(Dataset entries)
↓↓↓

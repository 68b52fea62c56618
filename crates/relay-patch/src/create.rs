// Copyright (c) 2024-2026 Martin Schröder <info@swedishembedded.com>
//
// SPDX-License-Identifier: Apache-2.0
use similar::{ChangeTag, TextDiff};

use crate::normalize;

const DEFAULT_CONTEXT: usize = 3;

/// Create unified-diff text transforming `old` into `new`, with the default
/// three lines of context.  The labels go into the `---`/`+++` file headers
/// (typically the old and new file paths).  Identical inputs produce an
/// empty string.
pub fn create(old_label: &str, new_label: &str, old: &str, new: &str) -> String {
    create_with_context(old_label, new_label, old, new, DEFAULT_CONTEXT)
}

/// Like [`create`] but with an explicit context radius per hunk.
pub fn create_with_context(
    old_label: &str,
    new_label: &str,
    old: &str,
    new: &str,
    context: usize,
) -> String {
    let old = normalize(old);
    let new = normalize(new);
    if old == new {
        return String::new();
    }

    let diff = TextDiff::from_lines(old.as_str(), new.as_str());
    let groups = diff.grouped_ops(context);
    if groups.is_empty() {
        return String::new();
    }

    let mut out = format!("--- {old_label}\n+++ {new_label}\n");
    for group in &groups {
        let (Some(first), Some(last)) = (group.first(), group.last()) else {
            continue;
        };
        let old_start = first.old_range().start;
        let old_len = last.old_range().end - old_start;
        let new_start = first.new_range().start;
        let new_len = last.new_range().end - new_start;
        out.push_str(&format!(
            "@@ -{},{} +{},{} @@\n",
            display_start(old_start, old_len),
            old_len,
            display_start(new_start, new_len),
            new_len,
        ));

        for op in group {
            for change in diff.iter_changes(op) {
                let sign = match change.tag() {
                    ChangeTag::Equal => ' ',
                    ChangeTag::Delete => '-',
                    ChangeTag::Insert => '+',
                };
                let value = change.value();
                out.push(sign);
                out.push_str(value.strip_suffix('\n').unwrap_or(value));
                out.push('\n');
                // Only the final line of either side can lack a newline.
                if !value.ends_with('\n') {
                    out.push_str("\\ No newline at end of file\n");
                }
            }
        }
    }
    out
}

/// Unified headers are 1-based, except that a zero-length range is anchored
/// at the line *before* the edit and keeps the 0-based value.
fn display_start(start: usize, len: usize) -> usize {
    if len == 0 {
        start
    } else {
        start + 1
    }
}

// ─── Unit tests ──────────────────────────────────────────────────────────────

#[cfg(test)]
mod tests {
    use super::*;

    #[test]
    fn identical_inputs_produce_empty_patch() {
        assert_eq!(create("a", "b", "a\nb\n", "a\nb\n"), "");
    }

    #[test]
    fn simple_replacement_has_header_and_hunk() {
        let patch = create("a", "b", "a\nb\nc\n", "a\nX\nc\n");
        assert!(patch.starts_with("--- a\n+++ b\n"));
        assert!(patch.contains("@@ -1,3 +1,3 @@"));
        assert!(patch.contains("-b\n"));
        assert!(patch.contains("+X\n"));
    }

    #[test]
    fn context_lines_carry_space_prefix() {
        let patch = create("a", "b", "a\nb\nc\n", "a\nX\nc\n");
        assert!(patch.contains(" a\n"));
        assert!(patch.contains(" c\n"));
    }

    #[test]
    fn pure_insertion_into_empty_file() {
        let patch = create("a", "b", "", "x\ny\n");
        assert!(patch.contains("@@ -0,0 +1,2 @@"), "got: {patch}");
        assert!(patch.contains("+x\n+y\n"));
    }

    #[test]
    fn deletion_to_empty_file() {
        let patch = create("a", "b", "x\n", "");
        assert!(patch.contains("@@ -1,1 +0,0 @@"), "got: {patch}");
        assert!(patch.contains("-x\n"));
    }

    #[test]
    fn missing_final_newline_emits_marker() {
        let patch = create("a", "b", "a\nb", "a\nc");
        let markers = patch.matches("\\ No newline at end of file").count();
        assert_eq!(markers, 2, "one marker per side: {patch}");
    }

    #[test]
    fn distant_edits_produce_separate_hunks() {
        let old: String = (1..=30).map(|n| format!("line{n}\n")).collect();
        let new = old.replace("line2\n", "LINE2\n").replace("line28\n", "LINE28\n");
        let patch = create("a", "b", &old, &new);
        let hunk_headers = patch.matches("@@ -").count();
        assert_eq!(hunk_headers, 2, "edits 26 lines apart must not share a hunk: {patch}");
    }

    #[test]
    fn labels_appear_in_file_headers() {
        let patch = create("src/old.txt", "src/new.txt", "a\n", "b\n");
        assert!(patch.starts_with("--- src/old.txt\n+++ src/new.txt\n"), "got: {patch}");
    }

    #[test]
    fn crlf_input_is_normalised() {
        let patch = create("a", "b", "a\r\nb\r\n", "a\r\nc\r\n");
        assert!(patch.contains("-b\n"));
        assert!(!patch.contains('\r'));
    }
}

↑↑↑
↓↓↓

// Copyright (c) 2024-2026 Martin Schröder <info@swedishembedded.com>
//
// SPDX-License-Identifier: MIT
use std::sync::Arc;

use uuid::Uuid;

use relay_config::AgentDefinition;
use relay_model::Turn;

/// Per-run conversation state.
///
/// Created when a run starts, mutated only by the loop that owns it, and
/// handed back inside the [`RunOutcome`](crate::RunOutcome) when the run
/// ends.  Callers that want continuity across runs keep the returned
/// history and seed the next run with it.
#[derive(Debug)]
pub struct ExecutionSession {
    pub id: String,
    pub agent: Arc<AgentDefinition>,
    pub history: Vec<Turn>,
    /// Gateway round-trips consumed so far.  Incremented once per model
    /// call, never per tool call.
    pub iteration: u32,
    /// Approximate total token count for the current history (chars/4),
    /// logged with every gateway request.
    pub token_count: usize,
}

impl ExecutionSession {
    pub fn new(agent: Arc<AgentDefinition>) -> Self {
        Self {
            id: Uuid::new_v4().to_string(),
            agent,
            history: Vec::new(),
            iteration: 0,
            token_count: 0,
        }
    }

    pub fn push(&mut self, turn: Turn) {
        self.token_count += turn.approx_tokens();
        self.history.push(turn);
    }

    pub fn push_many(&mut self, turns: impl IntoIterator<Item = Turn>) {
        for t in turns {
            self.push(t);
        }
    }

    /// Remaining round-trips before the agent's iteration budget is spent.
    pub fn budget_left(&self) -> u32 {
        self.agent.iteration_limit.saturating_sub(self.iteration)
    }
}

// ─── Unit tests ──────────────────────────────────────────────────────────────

↑↑↑
↓↓↓

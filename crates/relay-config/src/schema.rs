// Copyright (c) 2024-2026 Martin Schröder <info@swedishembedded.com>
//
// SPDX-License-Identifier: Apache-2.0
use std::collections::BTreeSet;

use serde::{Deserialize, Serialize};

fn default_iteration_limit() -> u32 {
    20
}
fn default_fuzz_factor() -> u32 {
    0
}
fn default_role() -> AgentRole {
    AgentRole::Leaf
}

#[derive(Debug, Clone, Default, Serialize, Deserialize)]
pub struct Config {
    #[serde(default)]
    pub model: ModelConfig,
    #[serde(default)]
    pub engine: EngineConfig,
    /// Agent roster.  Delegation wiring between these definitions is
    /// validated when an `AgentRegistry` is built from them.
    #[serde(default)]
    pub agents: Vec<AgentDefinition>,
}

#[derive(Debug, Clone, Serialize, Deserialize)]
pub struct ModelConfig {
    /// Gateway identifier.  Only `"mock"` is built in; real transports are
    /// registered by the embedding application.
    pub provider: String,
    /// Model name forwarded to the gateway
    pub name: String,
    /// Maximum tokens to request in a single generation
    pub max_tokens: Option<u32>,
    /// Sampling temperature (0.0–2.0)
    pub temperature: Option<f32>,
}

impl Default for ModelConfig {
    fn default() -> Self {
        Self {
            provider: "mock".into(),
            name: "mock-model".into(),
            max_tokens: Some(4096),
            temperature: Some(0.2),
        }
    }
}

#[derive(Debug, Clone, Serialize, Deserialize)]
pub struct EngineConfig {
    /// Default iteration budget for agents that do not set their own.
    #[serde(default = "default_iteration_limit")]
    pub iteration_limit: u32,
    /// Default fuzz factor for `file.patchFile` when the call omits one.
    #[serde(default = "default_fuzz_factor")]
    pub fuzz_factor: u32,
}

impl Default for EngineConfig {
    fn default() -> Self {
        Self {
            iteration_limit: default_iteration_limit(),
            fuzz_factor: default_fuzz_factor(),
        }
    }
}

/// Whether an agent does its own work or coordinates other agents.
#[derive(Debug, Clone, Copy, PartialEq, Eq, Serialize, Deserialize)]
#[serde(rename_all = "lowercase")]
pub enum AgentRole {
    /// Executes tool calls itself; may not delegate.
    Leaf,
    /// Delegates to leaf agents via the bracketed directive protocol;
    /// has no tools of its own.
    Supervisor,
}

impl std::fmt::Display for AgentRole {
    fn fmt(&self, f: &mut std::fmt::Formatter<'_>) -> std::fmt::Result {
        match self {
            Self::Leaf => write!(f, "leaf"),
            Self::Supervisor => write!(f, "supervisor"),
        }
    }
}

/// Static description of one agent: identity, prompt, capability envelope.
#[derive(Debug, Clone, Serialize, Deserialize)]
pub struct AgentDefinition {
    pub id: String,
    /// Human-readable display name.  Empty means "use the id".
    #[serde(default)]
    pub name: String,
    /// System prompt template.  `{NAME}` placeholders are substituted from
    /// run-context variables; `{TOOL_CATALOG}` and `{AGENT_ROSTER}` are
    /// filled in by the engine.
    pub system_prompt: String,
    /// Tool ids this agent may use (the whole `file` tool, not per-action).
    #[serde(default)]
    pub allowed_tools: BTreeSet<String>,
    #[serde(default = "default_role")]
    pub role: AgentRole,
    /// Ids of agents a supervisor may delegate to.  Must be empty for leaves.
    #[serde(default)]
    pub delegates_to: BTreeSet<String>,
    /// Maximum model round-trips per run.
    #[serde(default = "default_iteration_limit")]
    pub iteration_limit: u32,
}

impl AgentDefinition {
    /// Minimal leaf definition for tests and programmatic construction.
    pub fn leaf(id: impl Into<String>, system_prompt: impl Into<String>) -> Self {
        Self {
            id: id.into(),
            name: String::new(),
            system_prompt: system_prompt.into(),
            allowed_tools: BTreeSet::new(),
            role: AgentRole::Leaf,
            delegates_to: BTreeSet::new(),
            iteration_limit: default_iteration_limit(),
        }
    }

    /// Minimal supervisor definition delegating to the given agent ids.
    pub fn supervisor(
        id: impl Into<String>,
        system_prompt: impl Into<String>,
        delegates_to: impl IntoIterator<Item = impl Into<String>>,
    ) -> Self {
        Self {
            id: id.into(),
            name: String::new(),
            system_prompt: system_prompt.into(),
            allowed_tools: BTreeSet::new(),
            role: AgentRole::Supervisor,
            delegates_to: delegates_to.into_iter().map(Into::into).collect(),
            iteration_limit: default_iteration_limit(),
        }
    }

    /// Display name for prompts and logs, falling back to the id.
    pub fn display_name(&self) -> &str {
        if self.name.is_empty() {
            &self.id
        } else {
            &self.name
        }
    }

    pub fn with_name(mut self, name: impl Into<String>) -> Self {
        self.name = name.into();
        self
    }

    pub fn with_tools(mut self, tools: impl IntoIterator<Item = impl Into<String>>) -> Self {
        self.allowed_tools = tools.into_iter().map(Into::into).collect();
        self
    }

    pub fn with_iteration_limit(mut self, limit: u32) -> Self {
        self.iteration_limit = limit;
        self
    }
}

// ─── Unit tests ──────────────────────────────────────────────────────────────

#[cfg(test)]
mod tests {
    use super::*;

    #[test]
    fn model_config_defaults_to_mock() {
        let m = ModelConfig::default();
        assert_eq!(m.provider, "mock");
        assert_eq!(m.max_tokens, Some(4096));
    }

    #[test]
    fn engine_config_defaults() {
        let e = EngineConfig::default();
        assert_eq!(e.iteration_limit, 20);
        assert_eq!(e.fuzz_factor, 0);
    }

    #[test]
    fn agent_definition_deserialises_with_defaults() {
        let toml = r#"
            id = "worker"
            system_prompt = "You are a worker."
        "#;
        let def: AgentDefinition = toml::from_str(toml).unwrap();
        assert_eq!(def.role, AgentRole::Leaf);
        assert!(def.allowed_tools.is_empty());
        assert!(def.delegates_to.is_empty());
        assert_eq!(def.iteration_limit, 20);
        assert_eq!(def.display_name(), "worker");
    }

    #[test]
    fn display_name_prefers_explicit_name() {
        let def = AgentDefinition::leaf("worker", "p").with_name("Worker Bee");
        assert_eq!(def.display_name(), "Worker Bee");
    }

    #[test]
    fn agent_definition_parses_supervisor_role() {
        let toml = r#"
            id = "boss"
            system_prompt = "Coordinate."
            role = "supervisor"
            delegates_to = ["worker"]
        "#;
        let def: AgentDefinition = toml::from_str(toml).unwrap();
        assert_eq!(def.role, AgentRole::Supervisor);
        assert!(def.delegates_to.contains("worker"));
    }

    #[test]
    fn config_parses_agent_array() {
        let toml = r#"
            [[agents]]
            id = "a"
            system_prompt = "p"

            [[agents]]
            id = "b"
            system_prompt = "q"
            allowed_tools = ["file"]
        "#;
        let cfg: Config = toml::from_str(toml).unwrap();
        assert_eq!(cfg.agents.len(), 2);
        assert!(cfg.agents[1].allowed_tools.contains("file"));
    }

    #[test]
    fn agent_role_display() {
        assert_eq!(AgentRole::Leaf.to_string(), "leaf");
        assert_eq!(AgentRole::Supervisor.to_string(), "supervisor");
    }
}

↑↑↑

Exercise directions: Keep only those lines of the records that hold "Option", and return them.

Finished exercise:
    pub max_tokens: Option<u32>,
    pub temperature: Option<f32>,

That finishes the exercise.